Sir Charles Abraham Elton, 6th Baronet (31 October 1778 – 1 June 1853) was an English officer in the British Army and an author.

Life
Charles was eldest of three sons of the Rev Sir Abraham Elton, 5th of the Elton baronets, by Elizabeth, daughter of Sir John Durbin, alderman of Bristol, and was born at Bristol on 31 October 1778. He was educated at Eton, and at the age of fifteen received a commission in the 48th Regiment of Foot, in which he rose to the rank of captain. He served with the 4th Regiment of Foot in the Flanders Campaign under Frederick, Duke of York. He was afterwards lieutenant-colonel of the Somersetshire Militia. On the death of his father (23 February 1842) he became 6th baronet.

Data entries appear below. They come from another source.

//! [`Transport`] over a `quinn` connection.
//!
//! Writes never block the engine: every send stream gets a writer task fed
//! through an unbounded queue, so per-stream order is the call order.

use std::sync::Arc;

use bytes::Bytes;
use dashmap::DashMap;
use futures::FutureExt;
use quinn::{ConnectionError, SendDatagramError, SendStream, StreamId, VarInt};
use tokio::sync::mpsc;
use tracing::{debug, warn};
use wt_proto::h3::{frame, qpack};
use wt_proto::stream::{encode_stream_header, StreamKind};
use wt_proto::varint;
use wt_relay::transport::TransportResult;
use wt_relay::{Transport, TransportError};

use crate::h3_source::StreamContext;

pub(crate) fn stream_index(id: StreamId) -> u64 {
    VarInt::from(id).into_inner()
}

pub(crate) fn to_varint(v: u64) -> TransportResult<VarInt> {
    VarInt::from_u64(v).map_err(|_| TransportError::Other(format!("{v} exceeds the varint range")))
}

#[derive(Debug)]
enum WriteOp {
    Write { data: Bytes, fin: bool },
    Reset(VarInt),
}

/// Write queues and stop switches for one connection's streams.
#[derive(Debug, Default)]
pub(crate) struct Streams {
    writers: DashMap<u64, mpsc::UnboundedSender<WriteOp>>,
    stoppers: DashMap<u64, mpsc::UnboundedSender<VarInt>>,
}

impl Streams {
    /// Start the writer task for `send` and return its stream id.
    pub(crate) fn attach_writer(self: &Arc<Self>, send: SendStream) -> u64 {
        let stream_id = stream_index(send.id());
        let (tx, rx) = mpsc::unbounded_channel();
        self.writers.insert(stream_id, tx);
        tokio::spawn(write_stream(stream_id, send, rx, Arc::clone(self)));
        stream_id
    }

    /// Register the stop switch a reader task listens on.
    pub(crate) fn stop_switch(&self, stream_id: u64) -> mpsc::UnboundedReceiver<VarInt> {
        let (tx, rx) = mpsc::unbounded_channel();
        self.stoppers.insert(stream_id, tx);
        rx
    }

    pub(crate) fn reader_done(&self, stream_id: u64) {
        self.stoppers.remove(&stream_id);
    }

    fn queue(&self, stream_id: u64, op: WriteOp, last: bool) -> TransportResult<()> {
        let writer = self
            .writers
            .get(&stream_id)
            .map(|w| w.value().clone())
            .ok_or(TransportError::UnknownStream(stream_id))?;
        if last {
            self.writers.remove(&stream_id);
        }
        writer
            .send(op)
            .map_err(|_| TransportError::NotWritable(stream_id))
    }
}

async fn write_stream(
    stream_id: u64,
    mut send: SendStream,
    mut ops: mpsc::UnboundedReceiver<WriteOp>,
    streams: Arc<Streams>,
) {
    while let Some(op) = ops.recv().await {
        match op {
            WriteOp::Write { data, fin } => {
                if let Err(err) = send.write_all(&data).await {
                    debug!(stream_id, %err, "stream write failed");
                    break;
                }
                if fin {
                    if let Err(err) = send.finish() {
                        debug!(stream_id, %err, "stream finish failed");
                    }
                    break;
                }
            }
            WriteOp::Reset(code) => {
                if let Err(err) = send.reset(code) {
                    debug!(stream_id, %err, "stream reset failed");
                }
                break;
            }
        }
    }
    streams.writers.remove(&stream_id);
}

fn connection_error(err: ConnectionError) -> TransportError {
    match err {
        ConnectionError::LocallyClosed
        | ConnectionError::ApplicationClosed(_)
        | ConnectionError::ConnectionClosed(_)
        | ConnectionError::Reset
        | ConnectionError::TimedOut => TransportError::Closed,
        other => TransportError::Other(other.to_string()),
    }
}

fn wire_error(err: wt_proto::Error) -> TransportError {
    TransportError::Other(err.to_string())
}

pub struct QuinnTransport {
    ctx: StreamContext,
}

impl QuinnTransport {
    pub(crate) fn new(ctx: StreamContext) -> Self {
        Self { ctx }
    }

    pub fn connection(&self) -> &quinn::Connection {
        &self.ctx.connection
    }

    fn write(&self, stream_id: u64, data: Vec<u8>, fin: bool) -> TransportResult<()> {
        let op = WriteOp::Write {
            data: Bytes::from(data),
            fin,
        };
        self.ctx.streams.queue(stream_id, op, fin)
    }
}

impl Transport for QuinnTransport {
    fn send_headers(
        &self,
        stream_id: u64,
        headers: &[(String, String)],
        end_stream: bool,
    ) -> TransportResult<()> {
        let block = qpack::encode_header_block(headers);
        let frame = frame::headers_frame(block).map_err(wire_error)?;
        self.write(stream_id, frame, end_stream)
    }

    fn send_data(&self, stream_id: u64, data: &[u8], end_stream: bool) -> TransportResult<()> {
        if data.is_empty() {
            return self.write(stream_id, Vec::new(), end_stream);
        }
        let frame = frame::data_frame(data).map_err(wire_error)?;
        self.write(stream_id, frame, end_stream)
    }

    fn send_stream_data(
        &self,
        stream_id: u64,
        data: &[u8],
        end_stream: bool,
    ) -> TransportResult<()> {
        self.write(stream_id, data.to_vec(), end_stream)
    }

    fn create_webtransport_stream(
        &self,
        session_id: u64,
        unidirectional: bool,
    ) -> TransportResult<u64> {
        let connection = &self.ctx.connection;
        let (stream_id, kind) = if unidirectional {
            let send = connection
                .open_uni()
                .now_or_never()
                .ok_or(TransportError::StreamLimit)?
                .map_err(connection_error)?;
            (
                self.ctx.streams.attach_writer(send),
                StreamKind::Unidirectional,
            )
        } else {
            let (send, recv) = connection
                .open_bi()
                .now_or_never()
                .ok_or(TransportError::StreamLimit)?
                .map_err(connection_error)?;
            let stream_id = self.ctx.streams.attach_writer(send);
            self.ctx.spawn_session_reader(recv, session_id);
            (stream_id, StreamKind::Bidirectional)
        };
        let header = encode_stream_header(session_id, kind).map_err(wire_error)?;
        self.write(stream_id, header, false)?;
        Ok(stream_id)
    }

    fn send_datagram(&self, flow_id: u64, data: &[u8]) -> TransportResult<()> {
        let mut buf = varint::to_vec(flow_id).map_err(wire_error)?;
        buf.extend_from_slice(data);
        self.ctx
            .connection
            .send_datagram(Bytes::from(buf))
            .map_err(|err| match err {
                SendDatagramError::ConnectionLost(err) => connection_error(err),
                other => TransportError::Other(other.to_string()),
            })
    }

    fn stop_stream(&self, stream_id: u64, code: u64) -> TransportResult<()> {
        let code = to_varint(code)?;
        let (_, switch) = self
            .ctx
            .streams
            .stoppers
            .remove(&stream_id)
            .ok_or(TransportError::UnknownStream(stream_id))?;
        if switch.send(code).is_err() {
            debug!(stream_id, "reader already finished");
        }
        Ok(())
    }

    fn reset_stream(&self, stream_id: u64, code: u64) -> TransportResult<()> {
        let code = to_varint(code)?;
        self.ctx.streams.queue(stream_id, WriteOp::Reset(code), true)
    }

    fn close(&self, error_code: u64, reason: &str) {
        let code = to_varint(error_code).unwrap_or_else(|err| {
            warn!(error_code, %err, "close code out of range");
            VarInt::MAX
        });
        self.ctx.connection.close(code, reason.as_bytes());
    }
}

impl std::fmt::Debug for QuinnTransport {
    fn fmt(&self, f: &mut std::fmt::Formatter<'_>) -> std::fmt::Result {
        f.debug_struct("QuinnTransport")
            .field("remote", &self.ctx.connection.remote_address())
            .finish_non_exhaustive()
    }
}
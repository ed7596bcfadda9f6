//! What the engine asks of the QUIC/HTTP/3 layer underneath it.

use thiserror::Error;

pub type TransportResult<T> = std::result::Result<T, TransportError>;

#[derive(Error, Debug, Clone, PartialEq, Eq)]
pub enum TransportError {
    #[error("unknown stream {0}")]
    UnknownStream(u64),

    #[error("stream {0} is not writable")]
    NotWritable(u64),

    #[error("no stream credit available")]
    StreamLimit,

    #[error("connection closed")]
    Closed,

    #[error("{0}")]
    Other(String),
}

/// Outbound half of one connection.
///
/// Methods take `&self`; implementations queue work on the connection's
/// own I/O machinery.
pub trait Transport {
    fn send_headers(
        &self,
        stream_id: u64,
        headers: &[(String, String)],
        end_stream: bool,
    ) -> TransportResult<()>;

    /// Send `data` in an HTTP DATA frame on a request stream.
    fn send_data(&self, stream_id: u64, data: &[u8], end_stream: bool) -> TransportResult<()>;

    /// Write raw bytes on a QUIC stream.
    fn send_stream_data(&self, stream_id: u64, data: &[u8], end_stream: bool)
        -> TransportResult<()>;

    /// Open a stream bound to `session_id` and write its preamble.
    fn create_webtransport_stream(
        &self,
        session_id: u64,
        unidirectional: bool,
    ) -> TransportResult<u64>;

    fn send_datagram(&self, flow_id: u64, data: &[u8]) -> TransportResult<()>;

    /// STOP_SENDING.
    fn stop_stream(&self, stream_id: u64, code: u64) -> TransportResult<()>;

    /// RESET_STREAM.
    fn reset_stream(&self, stream_id: u64, code: u64) -> TransportResult<()>;

    fn close(&self, error_code: u64, reason: &str);
}
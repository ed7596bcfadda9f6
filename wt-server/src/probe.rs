//! Liveness check: can a QUIC handshake with ALPN `h3` complete?

use std::net::SocketAddr;
use std::time::Duration;

use quinn::Endpoint;
use tracing::{debug, warn};

use crate::config::resolve;
use crate::error::{Result, ServerError};
use crate::tls::probe_client_config;

async fn connect(host: &str, port: u16) -> Result<()> {
    let addr = resolve(host, port)?;
    let local: SocketAddr = if addr.is_ipv6() {
        "[::]:0".parse()
    } else {
        "0.0.0.0:0".parse()
    }
    .map_err(|_| ServerError::Address(addr.to_string()))?;

    let mut endpoint = Endpoint::client(local).map_err(|source| ServerError::Bind {
        addr: local,
        source,
    })?;
    endpoint.set_default_client_config(probe_client_config()?);

    let connection = endpoint
        .connect(addr, host)
        .map_err(|e| ServerError::Connect(e.to_string()))?
        .await
        .map_err(|e| ServerError::Connect(e.to_string()))?;
    connection.close(0u32.into(), b"probe done");
    endpoint.wait_idle().await;
    Ok(())
}

/// True if a handshake with `host:port` completes within `timeout`.
pub async fn probe(host: &str, port: u16, timeout: Duration) -> bool {
    match tokio::time::timeout(timeout, connect(host, port)).await {
        Ok(Ok(())) => true,
        Ok(Err(err)) => {
            debug!(host, port, %err, "probe failed");
            false
        }
        Err(_) => {
            warn!(host, port, "Failed to connect WebTransport over HTTP/3 server");
            false
        }
    }
}

/// Blocking form of [`probe`] for callers outside a runtime.
pub fn server_is_running(host: &str, port: u16, timeout: Duration) -> bool {
    match tokio::runtime::Builder::new_current_thread()
        .enable_all()
        .build()
    {
        Ok(runtime) => runtime.block_on(probe(host, port, timeout)),
        Err(err) => {
            warn!(%err, "cannot build probe runtime");
            false
        }
    }
}
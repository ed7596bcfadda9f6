//! Sessions visible to the relay.

use std::fmt;

#[derive(Debug, Clone, Copy, PartialEq, Eq, Hash, PartialOrd, Ord)]
pub struct ConnectionId(pub u64);

impl fmt::Display for ConnectionId {
    fn fmt(&self, f: &mut fmt::Formatter<'_>) -> fmt::Result {
        write!(f, "conn-{}", self.0)
    }
}

#[derive(Debug, Clone, Copy, PartialEq, Eq)]
pub struct SessionEntry {
    pub connection: ConnectionId,
    pub session_id: u64,
}

/// Registered sessions in registration order. A connection carries at most
/// one session, so entries are keyed by connection.
#[derive(Debug, Default)]
pub struct SessionRegistry {
    entries: Vec<SessionEntry>,
}

impl SessionRegistry {
    pub fn new() -> Self {
        Self::default()
    }

    /// Returns false if the connection already has an entry.
    pub fn register(&mut self, entry: SessionEntry) -> bool {
        if self.contains(entry.connection) {
            return false;
        }
        self.entries.push(entry);
        true
    }

    pub fn remove(&mut self, connection: ConnectionId) -> Option<SessionEntry> {
        let idx = self
            .entries
            .iter()
            .position(|e| e.connection == connection)?;
        Some(self.entries.remove(idx))
    }

    pub fn contains(&self, connection: ConnectionId) -> bool {
        self.entries.iter().any(|e| e.connection == connection)
    }

    pub fn iter(&self) -> impl Iterator<Item = &SessionEntry> {
        self.entries.iter()
    }

    /// Every entry except the one for `connection`.
    pub fn peers(&self, connection: ConnectionId) -> impl Iterator<Item = &SessionEntry> {
        self.entries
            .iter()
            .filter(move |e| e.connection != connection)
    }

    pub fn len(&self) -> usize {
        self.entries.len()
    }

    pub fn is_empty(&self) -> bool {
        self.entries.is_empty()
    }
}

Elton was friends with Charles Lamb and Samuel Taylor Coleridge.  He was a strong whig, and spoke at the Westminster hustings on behalf of Samuel Romilly and John Hobhouse; but latterly he lived much in retirement at his house, Clevedon Court. He died at Bath on 1 June 1853.

Bibliography
Elton's published works were:
 Poems, 1804.
 Remains of Hesiod, translated into English verse.
 Tales of Romance, and other Poems, including selections from Propertius, 1810.
 Specimens of the Classical Poets in a chronological series from Homer to Tryphiodorus, translated into English verse, 1814 (with critical observations prefixed to each specimen; reviewed in the Quarterly Review, xiii. 151–8).
 Remains of Hesiod, translated... with notes, 1815 (by C. A. E.)
 Appeal to Scripture and Tradition in Defence of the Unitarian Faith (anon.), 1818.
 The Brothers, a Monody [referring to the death of his sons], and other Poems, 1820.
 History of Roman Emperors, 1825.
 Δεύτερας Φροντιδες: Second Thoughts on the Person of Christ, on Human Sin, and on the Atonement, containing reasons for the Author's Secession from the Unitarian Communion and his Adherence to that of the Established Church, 1827.

Family
Elton married in 1804 Sarah, eldest daughter of Joseph Smith, merchant of Bristol, by whom he had five sons and eight daughters.

The two eldest sons were drowned in 1819, while bathing near Birnbeck Island, Weston-super-Mare. The third, Arthur Hallam Elton (born 19 April 1818), succeeded to the baronetcy, and died 14 October 1883. The fifth son, Rev. Henry George Tierney Elton, was Vicar of West Hatch, Somerset, and married Georgina Flora Willis, dying in 1905 having had issue. 

Elton's fourth daughter, Laura Mary (died 1848) married Charles Samuel Grey (1811-16), Paymaster of the Civil Services in Ireland and second son of Sir George Grey, 1st Baronet Grey of Fallodon, with whom she had five children.  His seventh daughter, Mary Elizabeth, was mother of Charles Isaac Elton (an M.P. and author of Origins of English History). The eighth daughter, Jane Octavia, married William Henry Brookfield. 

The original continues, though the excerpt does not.